Catholic Church, Whitefield, Co. Wicklow
Co. Wicklow |
Churches & Chapels
On the 1838 Ordnance Survey six-inch map, a Roman Catholic chapel is clearly marked on the western side of an enclosure at Whitefield in County Wicklow.
Visit the site today and there is no chapel. No foundations, no obvious ruin, no explanation left in stone. What remains is the enclosure itself and a small gathering of graves, roughly twenty headstones in all, the earliest of them dating to the early nineteenth century.
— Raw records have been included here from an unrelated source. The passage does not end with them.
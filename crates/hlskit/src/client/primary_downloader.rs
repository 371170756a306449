use std::sync::Arc;

use m3u8_rs::Playlist;
use tokio::sync::oneshot;
use url::Url;

use super::{
    playlist::{audio_renditions, choose_leading_variant, download, MediaPlaylistInfo},
    processor::{ProcessorContext, Rendition, StreamTracks},
    routine_pool::RoutinePool,
    segment_queue::SegmentQueue,
    stream_downloader::StreamDownloader,
    timesync::anchor_channel,
    ClientConfig, ClientTrack, OnTracks, TrackCallbacks,
};
use crate::error::{HlsError, HlsResult};

struct StreamSource {
    url: Url,
    initial: Option<MediaPlaylistInfo>,
    rendition: Rendition,
}

/// Resolves the top-level playlist into renditions and starts one stream
/// downloader for each of them.
pub(crate) struct PrimaryDownloader {
    pub(crate) http: reqwest::Client,
    pub(crate) url: Url,
    pub(crate) config: Arc<ClientConfig>,
    pub(crate) pool: RoutinePool,
    pub(crate) on_tracks: OnTracks,
}

impl PrimaryDownloader {
    pub(crate) async fn run(self) -> HlsResult<()> {
        let token = self.pool.token().clone();

        let playlist = download(&self.http, &self.url, &token).await?;
        let sources = match playlist {
            Playlist::MediaPlaylist(playlist) => vec![StreamSource {
                url: self.url.clone(),
                initial: Some(MediaPlaylistInfo::new(playlist)),
                rendition: Rendition::default(),
            }],
            Playlist::MasterPlaylist(playlist) => {
                let variant = choose_leading_variant(&playlist)?;
                log::info!(
                    "selected variant {} with bandwidth {}",
                    variant.uri,
                    variant.bandwidth
                );
                let mut sources = vec![StreamSource {
                    url: self.url.join(&variant.uri)?,
                    initial: None,
                    rendition: Rendition::default(),
                }];
                for media in audio_renditions(&playlist, variant) {
                    let Some(uri) = media.uri.as_deref() else {
                        continue;
                    };
                    sources.push(StreamSource {
                        url: self.url.join(uri)?,
                        initial: None,
                        rendition: Rendition {
                            name: Some(media.name.clone()),
                            language: media.language.clone(),
                            is_default: media.default,
                        },
                    });
                }
                sources
            }
        };

        let anchor = anchor_channel();
        let mut announcements = Vec::with_capacity(sources.len());
        for (i, source) in sources.into_iter().enumerate() {
            let (announce, announced) = oneshot::channel();
            let ctx = ProcessorContext {
                queue: Arc::new(SegmentQueue::new()),
                is_leading: i == 0,
                anchor: anchor.clone(),
                config: self.config.clone(),
                pool: self.pool.clone(),
                rendition: source.rendition,
                announce: Some(announce),
            };
            let downloader =
                StreamDownloader::new(self.http.clone(), source.url, source.initial, ctx);
            self.pool.run(downloader.run());
            announcements.push(announced);
        }

        let mut tracks = Vec::new();
        let mut replies = Vec::with_capacity(announcements.len());
        for announced in announcements {
            let StreamTracks {
                tracks: stream_tracks,
                reply,
            } = tokio::select! {
                announced = announced => announced.map_err(|_| HlsError::Terminated)?,
                _ = token.cancelled() => return Err(HlsError::Terminated),
            };
            replies.push((stream_tracks.len(), reply));
            tracks.extend(stream_tracks);
        }
        if tracks.is_empty() {
            return Err(HlsError::NoSupportedTracks);
        }

        let tracks: Vec<_> = tracks
            .into_iter()
            .enumerate()
            .map(|(index, track)| Arc::new(ClientTrack::new(index, track)))
            .collect();
        let mut callbacks = TrackCallbacks::new(tracks.clone());
        (self.on_tracks)(&mut callbacks)?;

        // start streaming
        let mut registered = tracks.into_iter().zip(callbacks.into_callbacks());
        for (count, reply) in replies {
            let _ = reply.send(registered.by_ref().take(count).collect());
        }

        token.cancelled().await;
        Err(HlsError::Terminated)
    }
}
The enclosure is a near-perfect square, eighty metres by eighty metres, defined by an earth and stone bank about 1.8 metres wide with drystone facing. What makes it quietly puzzling is that the drystone work is of identical character to the surrounding field boundaries, so the enclosure blends almost seamlessly into the agricultural landscape around it, as though it has been absorbed back into the ordinary fabric of the countryside. The bank is the kind of feature that might pass unnoticed without some prior knowledge of what it once bounded. Whether the chapel that the 1838 map records was already gone by the time anyone thought to document the enclosure in detail, or whether it simply left no physical trace above ground, is not clear. The penal era and its aftermath saw many rural Catholic chapels built as modest, impermanent structures, which may partly explain the absence, though nothing here confirms that directly.
The site sits on a gentle to markedly east-facing slope, which gives some sense of its original orientation and setting within the Wicklow landscape. The small number of surviving headstones suggests this was never a large or busy burial ground, and the combination of the vanished chapel and the sparse graves gives the place an atmosphere of quiet incompleteness, a site that records something once present without being able to say precisely what became of it.